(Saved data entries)
_ _ _

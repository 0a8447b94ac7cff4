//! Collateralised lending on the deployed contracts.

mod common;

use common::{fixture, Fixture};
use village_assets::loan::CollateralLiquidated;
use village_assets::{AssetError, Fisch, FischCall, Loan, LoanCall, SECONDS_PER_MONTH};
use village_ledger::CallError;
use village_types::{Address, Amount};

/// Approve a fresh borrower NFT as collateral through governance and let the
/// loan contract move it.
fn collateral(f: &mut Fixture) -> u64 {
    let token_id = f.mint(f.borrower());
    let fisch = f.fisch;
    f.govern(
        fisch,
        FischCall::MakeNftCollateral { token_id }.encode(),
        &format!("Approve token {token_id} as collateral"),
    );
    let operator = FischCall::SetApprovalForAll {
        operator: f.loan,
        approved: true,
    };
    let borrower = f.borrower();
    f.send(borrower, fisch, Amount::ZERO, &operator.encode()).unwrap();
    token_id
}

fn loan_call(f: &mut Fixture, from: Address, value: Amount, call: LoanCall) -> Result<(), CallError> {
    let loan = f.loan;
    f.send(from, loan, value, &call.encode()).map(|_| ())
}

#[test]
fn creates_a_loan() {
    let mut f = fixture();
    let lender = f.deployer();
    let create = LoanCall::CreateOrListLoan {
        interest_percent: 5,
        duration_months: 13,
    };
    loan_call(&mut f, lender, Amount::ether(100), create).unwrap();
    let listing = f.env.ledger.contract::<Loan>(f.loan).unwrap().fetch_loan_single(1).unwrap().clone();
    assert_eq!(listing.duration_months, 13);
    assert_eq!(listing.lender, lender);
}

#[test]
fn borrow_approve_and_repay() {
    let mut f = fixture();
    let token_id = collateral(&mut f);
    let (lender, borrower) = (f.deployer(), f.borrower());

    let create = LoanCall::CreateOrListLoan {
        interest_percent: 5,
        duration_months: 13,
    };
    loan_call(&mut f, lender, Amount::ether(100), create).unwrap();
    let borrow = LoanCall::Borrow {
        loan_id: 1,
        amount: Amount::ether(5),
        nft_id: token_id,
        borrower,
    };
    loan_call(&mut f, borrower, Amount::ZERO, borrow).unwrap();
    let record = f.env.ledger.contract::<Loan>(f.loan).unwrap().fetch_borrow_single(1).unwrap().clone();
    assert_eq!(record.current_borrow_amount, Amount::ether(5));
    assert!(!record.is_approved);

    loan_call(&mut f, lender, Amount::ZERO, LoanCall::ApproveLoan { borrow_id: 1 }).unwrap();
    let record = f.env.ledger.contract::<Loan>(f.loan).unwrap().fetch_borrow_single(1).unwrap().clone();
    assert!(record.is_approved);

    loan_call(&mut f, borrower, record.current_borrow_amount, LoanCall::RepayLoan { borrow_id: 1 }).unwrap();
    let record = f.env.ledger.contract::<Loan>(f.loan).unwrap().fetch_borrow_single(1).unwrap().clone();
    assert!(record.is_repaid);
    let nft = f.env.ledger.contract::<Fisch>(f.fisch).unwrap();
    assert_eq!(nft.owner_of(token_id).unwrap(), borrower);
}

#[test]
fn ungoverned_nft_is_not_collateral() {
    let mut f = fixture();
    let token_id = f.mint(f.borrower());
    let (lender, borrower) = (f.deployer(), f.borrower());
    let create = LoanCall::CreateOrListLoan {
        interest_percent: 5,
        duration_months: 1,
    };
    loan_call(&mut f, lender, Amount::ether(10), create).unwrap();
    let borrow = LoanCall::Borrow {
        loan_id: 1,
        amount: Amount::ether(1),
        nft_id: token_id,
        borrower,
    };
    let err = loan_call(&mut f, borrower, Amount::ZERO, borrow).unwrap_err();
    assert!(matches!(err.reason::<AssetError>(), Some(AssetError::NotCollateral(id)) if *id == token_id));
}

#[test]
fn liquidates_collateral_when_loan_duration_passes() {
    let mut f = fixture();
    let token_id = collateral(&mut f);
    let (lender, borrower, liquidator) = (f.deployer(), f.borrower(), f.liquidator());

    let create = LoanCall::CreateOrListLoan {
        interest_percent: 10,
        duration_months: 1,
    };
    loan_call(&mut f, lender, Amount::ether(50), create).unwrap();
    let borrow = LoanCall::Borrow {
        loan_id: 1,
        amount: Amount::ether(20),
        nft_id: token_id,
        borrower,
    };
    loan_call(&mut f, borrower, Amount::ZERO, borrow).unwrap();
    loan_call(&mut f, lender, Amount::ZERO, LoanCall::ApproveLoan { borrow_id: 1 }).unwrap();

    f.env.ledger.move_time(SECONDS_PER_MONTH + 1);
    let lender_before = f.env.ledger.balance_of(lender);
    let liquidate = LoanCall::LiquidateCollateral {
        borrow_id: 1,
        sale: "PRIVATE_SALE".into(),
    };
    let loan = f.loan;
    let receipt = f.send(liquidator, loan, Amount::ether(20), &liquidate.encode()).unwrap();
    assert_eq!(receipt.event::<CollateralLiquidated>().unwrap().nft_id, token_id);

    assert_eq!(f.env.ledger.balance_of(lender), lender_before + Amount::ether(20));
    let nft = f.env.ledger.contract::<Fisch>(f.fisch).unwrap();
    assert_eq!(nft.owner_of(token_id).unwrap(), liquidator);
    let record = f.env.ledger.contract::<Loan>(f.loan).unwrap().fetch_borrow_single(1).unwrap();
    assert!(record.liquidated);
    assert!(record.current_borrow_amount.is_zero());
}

_ _ _

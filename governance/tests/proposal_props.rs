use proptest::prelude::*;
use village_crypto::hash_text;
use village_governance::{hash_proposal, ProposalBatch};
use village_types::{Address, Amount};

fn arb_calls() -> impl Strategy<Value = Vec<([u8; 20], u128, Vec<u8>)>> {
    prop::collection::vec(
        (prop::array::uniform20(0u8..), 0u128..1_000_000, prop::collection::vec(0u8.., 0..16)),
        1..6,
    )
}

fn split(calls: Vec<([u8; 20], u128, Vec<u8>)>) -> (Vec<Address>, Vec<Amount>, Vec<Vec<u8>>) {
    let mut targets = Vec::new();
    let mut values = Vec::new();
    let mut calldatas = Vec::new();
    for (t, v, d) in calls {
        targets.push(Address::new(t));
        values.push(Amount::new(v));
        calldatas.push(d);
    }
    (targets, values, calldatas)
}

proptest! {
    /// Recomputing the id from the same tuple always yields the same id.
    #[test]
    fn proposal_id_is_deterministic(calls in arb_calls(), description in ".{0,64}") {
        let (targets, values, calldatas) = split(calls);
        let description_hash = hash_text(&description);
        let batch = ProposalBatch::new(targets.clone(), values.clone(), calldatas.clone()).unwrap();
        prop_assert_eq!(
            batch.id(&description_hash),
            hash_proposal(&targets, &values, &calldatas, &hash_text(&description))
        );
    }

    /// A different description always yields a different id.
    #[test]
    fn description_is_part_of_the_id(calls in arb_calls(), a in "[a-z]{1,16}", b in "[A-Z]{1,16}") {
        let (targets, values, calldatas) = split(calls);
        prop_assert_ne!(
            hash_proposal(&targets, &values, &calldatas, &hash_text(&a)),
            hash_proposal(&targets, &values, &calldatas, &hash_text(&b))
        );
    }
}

_ _ _

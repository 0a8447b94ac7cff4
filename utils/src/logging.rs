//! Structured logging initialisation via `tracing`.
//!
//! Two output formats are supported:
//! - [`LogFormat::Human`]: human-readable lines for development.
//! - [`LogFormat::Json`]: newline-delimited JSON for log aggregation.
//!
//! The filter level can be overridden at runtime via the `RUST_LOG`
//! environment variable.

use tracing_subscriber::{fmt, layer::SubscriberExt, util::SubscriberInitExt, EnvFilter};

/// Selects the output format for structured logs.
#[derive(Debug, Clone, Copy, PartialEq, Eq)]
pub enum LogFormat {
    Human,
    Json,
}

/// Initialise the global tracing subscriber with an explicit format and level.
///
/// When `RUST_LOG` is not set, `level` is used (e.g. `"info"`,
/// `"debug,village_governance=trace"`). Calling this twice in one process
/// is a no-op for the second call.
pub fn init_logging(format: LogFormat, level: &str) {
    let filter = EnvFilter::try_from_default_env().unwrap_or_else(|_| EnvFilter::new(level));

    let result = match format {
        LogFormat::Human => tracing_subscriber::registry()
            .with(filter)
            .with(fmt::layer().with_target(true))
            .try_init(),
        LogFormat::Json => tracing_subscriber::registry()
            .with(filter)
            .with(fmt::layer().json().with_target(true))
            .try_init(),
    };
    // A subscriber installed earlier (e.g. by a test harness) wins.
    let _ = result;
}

_ _ _

* [Directions]
For the word "CallError", show every line of the entries that holds it.

* [Exercise output]
use village_ledger::CallError;
fn loan_call(f: &mut Fixture, from: Address, value: Amount, call: LoanCall) -> Result<(), CallError> {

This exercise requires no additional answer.